Complete inventory being taken of three decades’ worth of evidence

After an independent audit of Aspen Police Department operations earlier this month found an unusually high number of errors in cataloging and preserving evidence, officials have been working around the clock to track down missing items.

APD investigator Walter Chi spent all of last week combing through roughly 1,500 pieces of evidence, tracking how they were initially catalogued, and re-tagging and putting bar codes on each item. Chi said he said he’s about halfway done sifting through what APD chief Richard Pryor said is more than three decades’ worth of evidence.

In May, Denver-based Professional Police Consulting, run by former Westminster police chief Dan Montgomery, randomly inspected 172 Aspen criminal cases. Of those, 130 had pieces of evidence incorrectly labeled or missing.

The cataloged items that auditors could not find in the evidence room included a sword used in a 2004 assault, two miniskirts, lidocaine and syringes, a “victim’s white panties” from a 2009 case, a glass dove seized in 2003, and a sports drink stolen from City Market.

Chi said he hasn’t found much of what was missing in the audit, but Pryor said it was discovered that the panties had been returned to the victim.

The sword and other items will likely turn up since most of what Chi has discovered so far in the evidence room had been misplaced over the years.

“When I was going through the boxes, I was able to locate items that were in the wrong place,” Chi said of the 170 boxes in the evidence room.

In other cases, pieces of evidence have been returned to their owners or released to other agencies but not properly recorded.

“A lot of it has been released to its owner,” Chi said of computer and paper records not being updated to reflect that.

Chi said he found $6,000 from one case that had been improperly stored.
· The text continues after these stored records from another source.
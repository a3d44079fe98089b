//! Contract billing policies for PhoneLine billing
//!
//! This crate turns call records into monthly charges. Each contract type
//! decides how a cycle's fixed costs are set up, how call minutes are charged
//! and what is owed when the line is cancelled.
//!
//! # Contracts
//!
//! - `MtmContract` - flat monthly fee, every minute billed
//! - `TermContract` - deposit, lower fee, free minutes, refundable deposit
//! - `PrepaidContract` - running credit balance with automatic top-ups
//!
//! All of them implement [`Contract`] and share the lifecycle kept by
//! [`ContractBase`].

pub mod contract;
pub mod mtm;
pub mod prepaid;
pub mod term;

pub use contract::{Contract, ContractBase, CycleState};
pub use mtm::MtmContract;
pub use prepaid::PrepaidContract;
pub use term::TermContract;
//! PhoneLine Billing Core Library
//!
//! This crate provides the foundational types and error handling for
//! PhoneLine billing. It includes:
//!
//! - Domain models (Bill, Call, ContractKind)
//! - Tariff configuration with file and environment overrides
//! - Unified error handling with stable error codes

pub mod config;
pub mod error;
pub mod models;

pub use config::TariffConfig;
pub use error::BillingError;
pub use models::{Bill, BillSummary, Call, ContractKind};

/// Result type alias using BillingError
pub type BillingResult<T> = Result<T, BillingError>;
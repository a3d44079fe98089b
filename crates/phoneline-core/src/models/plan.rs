//! Contract kind
//!
//! Identifies which rate plan a bill was produced under.

use serde::{Deserialize, Serialize};
use std::fmt;

/// Contract type enumeration
#[derive(Debug, Clone, Copy, PartialEq, Eq, Hash, Serialize, Deserialize)]
#[serde(rename_all = "lowercase")]
pub enum ContractKind {
    /// Month-to-month: flat fee, every minute billed
    Mtm,
    /// Fixed term: deposit, lower fee, included minutes
    Term,
    /// Prepaid: running credit balance, no monthly fee
    Prepaid,
}

impl fmt::Display for ContractKind {
    fn fmt(&self, f: &mut fmt::Formatter<'_>) -> fmt::Result {
        match self {
            ContractKind::Mtm => write!(f, "MTM"),
            ContractKind::Term => write!(f, "TERM"),
            ContractKind::Prepaid => write!(f, "PREPAID"),
        }
    }
}

impl ContractKind {
    /// Parse from string (case-insensitive)
    pub fn from_str(s: &str) -> Option<Self> {
        match s.to_lowercase().as_str() {
            "mtm" => Some(ContractKind::Mtm),
            "term" => Some(ContractKind::Term),
            "prepaid" => Some(ContractKind::Prepaid),
            _ => None,
        }
    }
}
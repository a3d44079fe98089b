//! Unified error handling for PhoneLine billing
//!
//! Every failure a contract operation can report is a variant of
//! [`BillingError`]. All of them are programmer errors (operations invoked out
//! of order, bad inputs); none are transient, so nothing here is retried.

use chrono::NaiveDate;
use thiserror::Error;

/// Main billing error type
#[derive(Error, Debug, Clone, PartialEq)]
pub enum BillingError {
    // ==================== Lifecycle Errors ====================
    #[error("No active billing cycle: new_month must be called first")]
    NoActiveCycle,

    #[error("Contract has already been cancelled")]
    ContractCancelled,

    // ==================== Validation Errors ====================
    #[error("Invalid month: {0} (expected 1-12)")]
    InvalidMonth(u32),

    #[error("Invalid term: end date {end} precedes start date {start}")]
    InvalidTerm { start: NaiveDate, end: NaiveDate },

    // ==================== Internal Errors ====================
    #[error("Configuration error: {0}")]
    Config(String),
}

impl BillingError {
    /// Returns the stable error code for this error
    pub fn error_code(&self) -> &'static str {
        match self {
            BillingError::NoActiveCycle => "no_active_cycle",
            BillingError::ContractCancelled => "contract_cancelled",
            BillingError::InvalidMonth(_) => "invalid_month",
            BillingError::InvalidTerm { .. } => "invalid_term",
            BillingError::Config(_) => "config_error",
        }
    }
}

// ==================== From implementations ====================

impl From<config::ConfigError> for BillingError {
    fn from(err: config::ConfigError) -> Self {
        BillingError::Config(err.to_string())
    }
}
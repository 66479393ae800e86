//! Errors returned by turn handling and notation parsing.
//!
//! Every variant is recoverable: the game state is left untouched when an
//! error is returned, so callers (a UI, or a transport relaying a remote
//! peer's move) can report the message and carry on.

use std::error::Error;
use std::fmt;

#[derive(Debug, Clone, PartialEq, Eq)]
pub enum MoveError {
    /// The origin holds no piece of the side to move, or differs from the
    /// square that must continue a multi-jump.
    WrongTurn(String),

    /// The destination is not legal for the selected piece. Includes simple
    /// moves attempted while a capture is mandatory.
    IllegalDestination(String),

    /// A path with fewer than two squares, a square off the board, or
    /// unparseable algebraic notation.
    MalformedMove(String),

    /// The game already has a result.
    GameOver(String),
}

impl MoveError {
    /// Short stable tag, used on the wire.
    pub const fn kind(&self) -> &'static str {
        match self {
            MoveError::WrongTurn(_) => "wrong-turn",
            MoveError::IllegalDestination(_) => "illegal-destination",
            MoveError::MalformedMove(_) => "malformed-move",
            MoveError::GameOver(_) => "game-over",
        }
    }
}

impl fmt::Display for MoveError {
    fn fmt(&self, f: &mut fmt::Formatter<'_>) -> fmt::Result {
        match self {
            MoveError::WrongTurn(msg) => write!(f, "wrong turn: {msg}"),
            MoveError::IllegalDestination(msg) => write!(f, "illegal destination: {msg}"),
            MoveError::MalformedMove(msg) => write!(f, "malformed move: {msg}"),
            MoveError::GameOver(msg) => write!(f, "game over: {msg}"),
        }
    }
}

impl Error for MoveError {}

pub type MoveResult<T> = Result<T, MoveError>;
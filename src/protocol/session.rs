//! Line-oriented session front-end.
//!
//! Reads newline-terminated commands, keeps the single `GameState` of the
//! session, and answers on the output stream. `MOVE` lines use the same
//! shape peers exchange over the relay (`MOVE c3-d4`), so a transport can
//! pipe remote lines straight in. All commands are handled in arrival order
//! on the reading thread.

use std::io::{self, BufRead, Write};

use log::{info, warn};

use crate::game_state::checkers_rules::RuleSet;
use crate::game_state::checkers_types::Square;
use crate::game_state::game_state::{GameState, GameStatus};
use crate::move_generation::move_generator::CheckersMove;
use crate::utils::algebraic::{algebraic_to_path, algebraic_to_square, path_to_algebraic};
use crate::utils::render_game_state::render_board;

pub fn run_stdio_loop(rules: RuleSet) -> io::Result<()> {
    let stdin = io::stdin();
    let mut stdout = io::stdout();
    let mut session = SessionState::new(rules);

    for line in stdin.lock().lines() {
        let line = line?;
        let should_quit = session.handle_command(&line, &mut stdout)?;
        stdout.flush()?;
        if should_quit {
            break;
        }
    }

    Ok(())
}

pub struct SessionState {
    game_state: GameState,
    rules: RuleSet,
}

impl SessionState {
    pub fn new(rules: RuleSet) -> Self {
        info!("new session with {rules} rules");
        Self {
            game_state: GameState::with_rules(rules),
            rules,
        }
    }

    pub fn game_state(&self) -> &GameState {
        &self.game_state
    }

    /// Handle one line. Returns true when the session should end.
    pub fn handle_command(&mut self, line: &str, out: &mut impl Write) -> io::Result<bool> {
        let trimmed = line.trim();
        if trimmed.is_empty() {
            return Ok(false);
        }

        let (cmd, rest) = match trimmed.split_once(char::is_whitespace) {
            Some((cmd, rest)) => (cmd, rest.trim()),
            None => (trimmed, ""),
        };

        match cmd.to_ascii_uppercase().as_str() {
            "MOVE" => self.handle_move(rest, out)?,
            "MSG" => {
                info!("message from peer: {rest}");
            }
            "LEGAL" => self.handle_legal(rest, out)?,
            "BOARD" => {
                writeln!(out, "{}", render_board(self.game_state.board()))?;
                writeln!(out, "turn {}", self.game_state.turn())?;
            }
            "NEWGAME" => {
                self.game_state = GameState::with_rules(self.rules);
                writeln!(out, "ok")?;
            }
            "RULES" => match rest.parse::<RuleSet>() {
                Ok(rules) => {
                    info!("switching to {rules} rules");
                    self.rules = rules;
                    self.game_state = GameState::with_rules(rules);
                    writeln!(out, "ok rules {rules}")?;
                }
                Err(err) => writeln!(out, "error config: {err}")?,
            },
            "QUIT" => return Ok(true),
            _ => {
                warn!("unknown protocol message: {trimmed}");
                writeln!(out, "error unknown command")?;
            }
        }

        Ok(false)
    }

    fn handle_move(&mut self, text: &str, out: &mut impl Write) -> io::Result<()> {
        let result = algebraic_to_path(text).and_then(|path| self.game_state.apply_path(&path));
        let outcome = match result {
            Ok(outcome) => outcome,
            Err(err) => {
                warn!("rejected move '{text}': {err}");
                return writeln!(out, "error {}: {}", err.kind(), err);
            }
        };

        writeln!(out, "ok {}", format_path(&outcome.path))?;
        if !outcome.captured.is_empty() {
            let captured: Vec<String> = outcome
                .captured
                .iter()
                .map(|&square| format_path(&[square]))
                .collect();
            writeln!(out, "captured {}", captured.join(" "))?;
        }
        if outcome.promoted {
            writeln!(out, "promoted")?;
        }
        if let Some(square) = outcome.continuation {
            writeln!(out, "continue {}", format_path(&[square]))?;
        }
        match self.game_state.status() {
            GameStatus::Won(player) => writeln!(out, "winner {player}")?,
            GameStatus::Drawn => writeln!(out, "draw")?,
            GameStatus::InProgress => {}
        }
        Ok(())
    }

    fn handle_legal(&self, text: &str, out: &mut impl Write) -> io::Result<()> {
        let from: Option<Square> = if text.is_empty() {
            None
        } else {
            match algebraic_to_square(text) {
                Ok(square) => Some(square),
                Err(err) => return writeln!(out, "error {}: {}", err.kind(), err),
            }
        };

        let legal = self.game_state.legal_moves();
        let moves = legal
            .iter()
            .filter(|(origin, _)| from.map_or(true, |sq| sq == **origin))
            .flat_map(|(_, destinations)| destinations.values());
        for mv in moves {
            writeln!(out, "move {}", format_move(mv))?;
        }
        writeln!(out, "end")
    }
}

fn format_move(mv: &CheckersMove) -> String {
    format_path(&mv.path)
}

/// Squares in generated moves are always on the board.
fn format_path(path: &[Square]) -> String {
    path_to_algebraic(path).unwrap_or_else(|_| "?".to_owned())
}

#[cfg(test)]
mod tests {
    use super::SessionState;
    use crate::game_state::checkers_rules::RuleSet;
    use crate::game_state::checkers_types::Player;

    fn run(session: &mut SessionState, line: &str) -> (String, bool) {
        let mut out = Vec::<u8>::new();
        let quit = session
            .handle_command(line, &mut out)
            .expect("writing to a Vec should not fail");
        (String::from_utf8(out).expect("output should be utf-8"), quit)
    }

    #[test]
    fn opening_move_is_applied_and_echoed() {
        let mut session = SessionState::new(RuleSet::default());
        let (out, quit) = run(&mut session, "MOVE a3-b4");
        assert!(!quit);
        assert_eq!(out, "ok a3-b4\n");
        assert_eq!(session.game_state().turn(), Player::Black);
    }

    #[test]
    fn illegal_and_malformed_moves_report_errors() {
        let mut session = SessionState::new(RuleSet::default());
        let (out, _) = run(&mut session, "MOVE a3-c5");
        assert!(out.starts_with("error illegal-destination:"), "{out}");
        let (out, _) = run(&mut session, "MOVE a3");
        assert!(out.starts_with("error malformed-move:"), "{out}");
        let (out, _) = run(&mut session, "MOVE b6-a5");
        assert!(out.starts_with("error wrong-turn:"), "{out}");
        assert_eq!(session.game_state().turn(), Player::Red);
    }

    #[test]
    fn legal_lists_seven_opening_moves() {
        let session = SessionState::new(RuleSet::default());
        let mut out = Vec::<u8>::new();
        session
            .handle_legal("", &mut out)
            .expect("writing to a Vec should not fail");
        let text = String::from_utf8(out).expect("output should be utf-8");
        assert_eq!(text.lines().filter(|l| l.starts_with("move ")).count(), 7);
        assert_eq!(text.lines().last(), Some("end"));
    }

    #[test]
    fn rules_switch_resets_the_game() {
        let mut session = SessionState::new(RuleSet::default());
        run(&mut session, "MOVE a3-b4");
        let (out, _) = run(&mut session, "rules tournament");
        assert_eq!(out, "ok rules tournament\n");
        assert_eq!(session.game_state().rules(), RuleSet::tournament());
        assert_eq!(session.game_state().turn(), Player::Red);
        let (out, _) = run(&mut session, "RULES blitz");
        assert!(out.starts_with("error config:"));
    }

    #[test]
    fn unknown_and_quit_commands() {
        let mut session = SessionState::new(RuleSet::default());
        let (out, quit) = run(&mut session, "HELLO");
        assert_eq!(out, "error unknown command\n");
        assert!(!quit);
        let (out, quit) = run(&mut session, "MSG good luck");
        assert!(out.is_empty());
        assert!(!quit);
        let (_, quit) = run(&mut session, "quit");
        assert!(quit);
    }
}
Figuring out where it should go “will take a bit of digging,” he said.

Pryor said the municipal code allows money that is collected by convicted criminals to be diverted to educational programs, as long as the court costs and fines related to their cases have been paid.

Chi said it made more sense to do a complete inventory of the evidence room rather than find the missing items first, hoping that they turn up in the process.

“I’m trying to distance myself from what’s missing and just do a full audit,” he said.

Montgomery’s audit reviewed about 25 percent of what’s in the APD’s evidence room.

“We started immediately since the report came back to process everything,” Chi said.

2010-06-21_APD sifting through its evidence roomFiles in the Aspen Police Department’s evidence room, which is undergoing a thorough review after an audit found a high number of problems there.

The APD is following recommendations from the evidence portion of the audit, including cataloging all existing evidence, destroying old evidence, investigating missing items and money, and cross-checking what it actually has with what computer records says it has. Pryor also is implementing a bar code system that will keep track of where and when evidence is moved.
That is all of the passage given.